Upper lip frenulum plastic surgery
Upper lip frenulum plastic surgery – a minor, fairly atraumatic surgical procedure often performed on children. It can be performed either traditionally or with a laser.
If the frenulum is short, it can cause several problems. An abnormal anatomical shape can cause gingival recession and diastema. It can also interfere with plaque removal, as excessive soft tissue tension can contribute to periodontal pockets and hinder proper oral hygiene.
Types of upper lip frenuloplasty
Two techniques resolve this problem: frenectomy and frenotomy. A frenectomy involves complete resection of the frenulum, including its attachment to the underlying bone, and may be necessary to correct an abnormal gap (diastema) between the maxillary central incisors. A frenotomy is an incision and repositioning of the base of the frenulum.
Peculiarities of performing upper lip frenuloplasty
The traditional surgical approach uses traditional instruments such as scalpels and periodontal knives. Diffenbach, Schuchardt, and Mathis’s methods are most commonly used in frenuloplasty. The most common procedures are the Diffenbach V-plasty and the Schuchardt Z-plasty, followed by suturing.
Often, a laser is used for frenulumplasty. The laser is used to cut soft tissues bloodless, and no stitches are applied at the end of the procedure.

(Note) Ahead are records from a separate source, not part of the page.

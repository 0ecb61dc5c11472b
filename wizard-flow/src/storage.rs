use async_trait::async_trait;
use dashmap::DashMap;
use serde::{Deserialize, Serialize};
use std::sync::Arc;

use crate::{Context, error::Result};

/// Session information
#[derive(Debug, Clone, Serialize, Deserialize)]
pub struct Session {
    pub id: String,
    pub graph_id: String,
    pub current_task_id: String,
    /// Tasks the session came through, most recent last
    #[serde(default)]
    pub history: Vec<String>,
    pub status_message: Option<String>,
    #[serde(default)]
    pub completed: bool,
    #[serde(default)]
    pub context: Context,
}

impl Session {
    pub fn new_from_task(sid: String, task_name: &str) -> Self {
        Self {
            id: sid,
            graph_id: "default".to_string(),
            current_task_id: task_name.to_string(),
            history: Vec::new(),
            status_message: None,
            completed: false,
            context: Context::new(),
        }
    }

    pub(crate) fn advance_to(&mut self, task_id: String) {
        let previous = std::mem::replace(&mut self.current_task_id, task_id);
        self.history.push(previous);
    }

    /// Jump to `task_id`. Jumping back to a task already in the history
    /// rewinds the history to the point the session first left it.
    pub(crate) fn jump_to(&mut self, task_id: &str) {
        if self.current_task_id == task_id {
            return;
        }
        match self.history.iter().position(|id| id == task_id) {
            Some(position) => {
                self.history.truncate(position);
                self.current_task_id = task_id.to_string();
            }
            None => self.advance_to(task_id.to_string()),
        }
    }

    pub(crate) fn go_back(&mut self) {
        if let Some(previous) = self.history.pop() {
            self.current_task_id = previous;
        }
    }
}

/// Trait for storing and retrieving sessions
#[async_trait]
pub trait SessionStorage: Send + Sync {
    async fn save(&self, session: Session) -> Result<()>;
    async fn get(&self, id: &str) -> Result<Option<Session>>;
    async fn delete(&self, id: &str) -> Result<()>;
}

/// In-memory implementation of SessionStorage. Sessions live as long as the
/// process does.
pub struct InMemorySessionStorage {
    sessions: Arc<DashMap<String, Session>>,
}

impl InMemorySessionStorage {
    pub fn new() -> Self {
        Self {
            sessions: Arc::new(DashMap::new()),
        }
    }

    pub fn len(&self) -> usize {
        self.sessions.len()
    }

    pub fn is_empty(&self) -> bool {
        self.sessions.is_empty()
    }
}

impl Default for InMemorySessionStorage {
    fn default() -> Self {
        Self::new()
    }
}

#[async_trait]
impl SessionStorage for InMemorySessionStorage {
    async fn save(&self, session: Session) -> Result<()> {
        self.sessions.insert(session.id.clone(), session);
        Ok(())
    }

    async fn get(&self, id: &str) -> Result<Option<Session>> {
        Ok(self.sessions.get(id).map(|entry| entry.clone()))
    }

    async fn delete(&self, id: &str) -> Result<()> {
        self.sessions.remove(id);
        Ok(())
    }
}
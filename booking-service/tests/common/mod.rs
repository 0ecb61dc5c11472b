#![allow(dead_code)]

use std::sync::atomic::{AtomicUsize, Ordering};
use std::sync::{Arc, Mutex};
use std::time::Duration;

use async_trait::async_trait;
use booking_service::api::{ApiError, BookingsApi, ServicesApi};
use booking_service::insurance::SimulatedVerifier;
use booking_service::location::{Coordinates, LocationError, LocationService, ReverseGeocoder};
use booking_service::models::{
    AddressDetails, BookingPayload, BookingRecord, BookingResponse, CustomerDetails,
    ExactServiceQuote, PaymentMethod, ScheduleDetails, ServiceSummary,
};
use booking_service::notifications::ToastBus;
use booking_service::wizard::{BookingWizard, DraftUpdate, WizardCommand};
use chrono::{NaiveDate, NaiveTime, TimeZone, Utc};
use rust_decimal::Decimal;
use serde_json::{Value, json};

pub const SERVICE_ID: &str = "01_011_0107_1_1";

pub struct FakeCatalogue {
    pub price: Option<Value>,
    pub lookups: AtomicUsize,
}

#[async_trait]
impl ServicesApi for FakeCatalogue {
    async fn get_unique_service_ids(&self) -> Result<Vec<ServiceSummary>, ApiError> {
        Ok(vec![ServiceSummary {
            service_id: SERVICE_ID.to_string(),
            name: "Assistance With Self-Care Activities".to_string(),
            category: "Daily Activities".to_string(),
            unit: Some("H".to_string()),
            quote: false,
            service_type: None,
        }])
    }

    async fn find_service_by_id(
        &self,
        service_id: &str,
        _date: NaiveDate,
        _time: NaiveTime,
        _state: &str,
    ) -> Result<Option<ExactServiceQuote>, ApiError> {
        self.lookups.fetch_add(1, Ordering::SeqCst);
        if service_id != SERVICE_ID {
            return Ok(None);
        }
        Ok(Some(ExactServiceQuote {
            support_item_number: SERVICE_ID.to_string(),
            support_item_name: "Assistance With Self-Care Activities".to_string(),
            condition: Some("regular".to_string()),
            unit: Some("H".to_string()),
            price: self.price.clone(),
            price_type: None,
            quote_required: false,
        }))
    }
}

/// How the fake bookings API answers a submission
#[derive(Clone)]
pub enum Answer {
    Book,
    Quote,
    Reject(String),
    Offline,
}

pub struct FakeBookings {
    pub answer: Mutex<Answer>,
    pub history: Vec<BookingRecord>,
    pub submitted: Mutex<Vec<BookingPayload>>,
}

#[async_trait]
impl BookingsApi for FakeBookings {
    async fn get_user_bookings(&self) -> Result<Vec<BookingRecord>, ApiError> {
        Ok(self.history.clone())
    }

    async fn create_booking(&self, payload: &BookingPayload) -> Result<BookingResponse, ApiError> {
        self.submitted.lock().unwrap().push(payload.clone());
        let answer = self.answer.lock().unwrap().clone();
        match answer {
            Answer::Book => Ok(BookingResponse {
                success: true,
                booking: Some(json!({ "id": "bk-1" })),
                requires_quotation: false,
                quotation: None,
                message: None,
            }),
            Answer::Quote => Ok(BookingResponse {
                success: true,
                booking: None,
                requires_quotation: true,
                quotation: Some(json!({ "id": "qt-1" })),
                message: None,
            }),
            Answer::Reject(message) => Ok(BookingResponse {
                success: false,
                booking: None,
                requires_quotation: false,
                quotation: None,
                message: Some(message),
            }),
            Answer::Offline => Err(ApiError::Network("connection refused".to_string())),
        }
    }
}

pub struct FixedGeocoder;

#[async_trait]
impl ReverseGeocoder for FixedGeocoder {
    async fn reverse(&self, _coordinates: Coordinates) -> Result<AddressDetails, LocationError> {
        Ok(AddressDetails {
            house_details: String::new(),
            address: "1 Macquarie Street".to_string(),
            city: "Sydney".to_string(),
            state: "NSW".to_string(),
            pincode: "2000".to_string(),
        })
    }
}

pub struct Harness {
    pub wizard: BookingWizard,
    pub catalogue: Arc<FakeCatalogue>,
    pub bookings: Arc<FakeBookings>,
    pub toasts: Arc<ToastBus>,
}

impl Harness {
    pub fn new(price: Option<Value>, answer: Answer) -> Self {
        Self::with_history(price, answer, Vec::new())
    }

    pub fn with_history(price: Option<Value>, answer: Answer, history: Vec<BookingRecord>) -> Self {
        let catalogue = Arc::new(FakeCatalogue {
            price,
            lookups: AtomicUsize::new(0),
        });
        let bookings = Arc::new(FakeBookings {
            answer: Mutex::new(answer),
            history,
            submitted: Mutex::new(Vec::new()),
        });
        let toasts = ToastBus::with_default_duration(None);
        let wizard = BookingWizard::new(
            catalogue.clone(),
            bookings.clone(),
            Arc::new(SimulatedVerifier::new(Duration::ZERO)),
            Arc::new(LocationService::new(Arc::new(FixedGeocoder))),
            toasts.clone(),
        );
        Self {
            wizard,
            catalogue,
            bookings,
            toasts,
        }
    }

    pub fn submitted(&self) -> Vec<BookingPayload> {
        self.bookings.submitted.lock().unwrap().clone()
    }

    pub fn toast_messages(&self, session_id: &str) -> Vec<String> {
        self.toasts
            .active(Some(session_id))
            .into_iter()
            .map(|toast| toast.message)
            .collect()
    }
}

pub fn select_service() -> WizardCommand {
    WizardCommand::Update(DraftUpdate {
        service_id: Some(SERVICE_ID.to_string()),
        ..Default::default()
    })
}

pub fn customer() -> CustomerDetails {
    CustomerDetails {
        name: "Sam Taylor".to_string(),
        age: Some(42),
        phone: "0400 111 222".to_string(),
        emergency_contact: "0411222333".to_string(),
    }
}

pub fn address() -> AddressDetails {
    AddressDetails {
        house_details: "Unit 4".to_string(),
        address: "200 George Street".to_string(),
        city: "Sydney".to_string(),
        state: "NSW".to_string(),
        pincode: "2000".to_string(),
    }
}

pub fn fill_customer() -> WizardCommand {
    WizardCommand::Update(DraftUpdate {
        customer: Some(customer()),
        address: Some(address()),
        ..Default::default()
    })
}

/// Monday 2025-03-10, 10:00, two hours
pub fn one_time_schedule(hours: i64) -> WizardCommand {
    WizardCommand::Update(DraftUpdate {
        schedule: Some(ScheduleDetails {
            date: NaiveDate::from_ymd_opt(2025, 3, 10),
            time: NaiveTime::from_hms_opt(10, 0, 0),
            service_hours: Some(Decimal::from(hours)),
            ..Default::default()
        }),
        ..Default::default()
    })
}

pub fn pay_by_card() -> WizardCommand {
    WizardCommand::Update(DraftUpdate {
        payment_method: Some(PaymentMethod::Card),
        ..Default::default()
    })
}

pub fn past_booking(id: &str, day: u32, street: &str) -> BookingRecord {
    BookingRecord {
        id: id.to_string(),
        created_at: Some(Utc.with_ymd_and_hms(2025, 1, day, 9, 0, 0).unwrap()),
        customer_name: Some("Sam Taylor".to_string()),
        customer_phone: Some("0400111222".to_string()),
        address: Some(street_only(street)),
    }
}

fn street_only(street: &str) -> AddressDetails {
    AddressDetails {
        address: street.to_string(),
        ..address()
    }
}

/// Open a session and walk it to the payment step with every earlier step
/// valid. Returns the session id.
pub async fn walk_to_payment(harness: &Harness) -> String {
    let wizard = &harness.wizard;
    let session_id = wizard.open().await.unwrap().session_id;
    for command in [
        select_service(),
        WizardCommand::Next,
        fill_customer(),
        WizardCommand::Next,
        one_time_schedule(2),
        WizardCommand::Next,
    ] {
        wizard.apply(&session_id, command).await.unwrap();
    }
    session_id
}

Advantages of using a laser over the traditional method:
- as a rule, patients’ fear of treatment is reduced;
- the surgical field does not bleed, so there is a better view;
- no stitches;
- shorter operation and postoperative wound healing time.
FAQ
Is the upper lip frenotomy procedure painful?
Most often, children and adults find the procedure easy to tolerate. It is performed under anaesthesia and is entirely painless. The first two to three days after plastic surgery may involve slight swelling and discomfort when touching food. After the sutures are removed after seven days, patients usually forget about the procedure.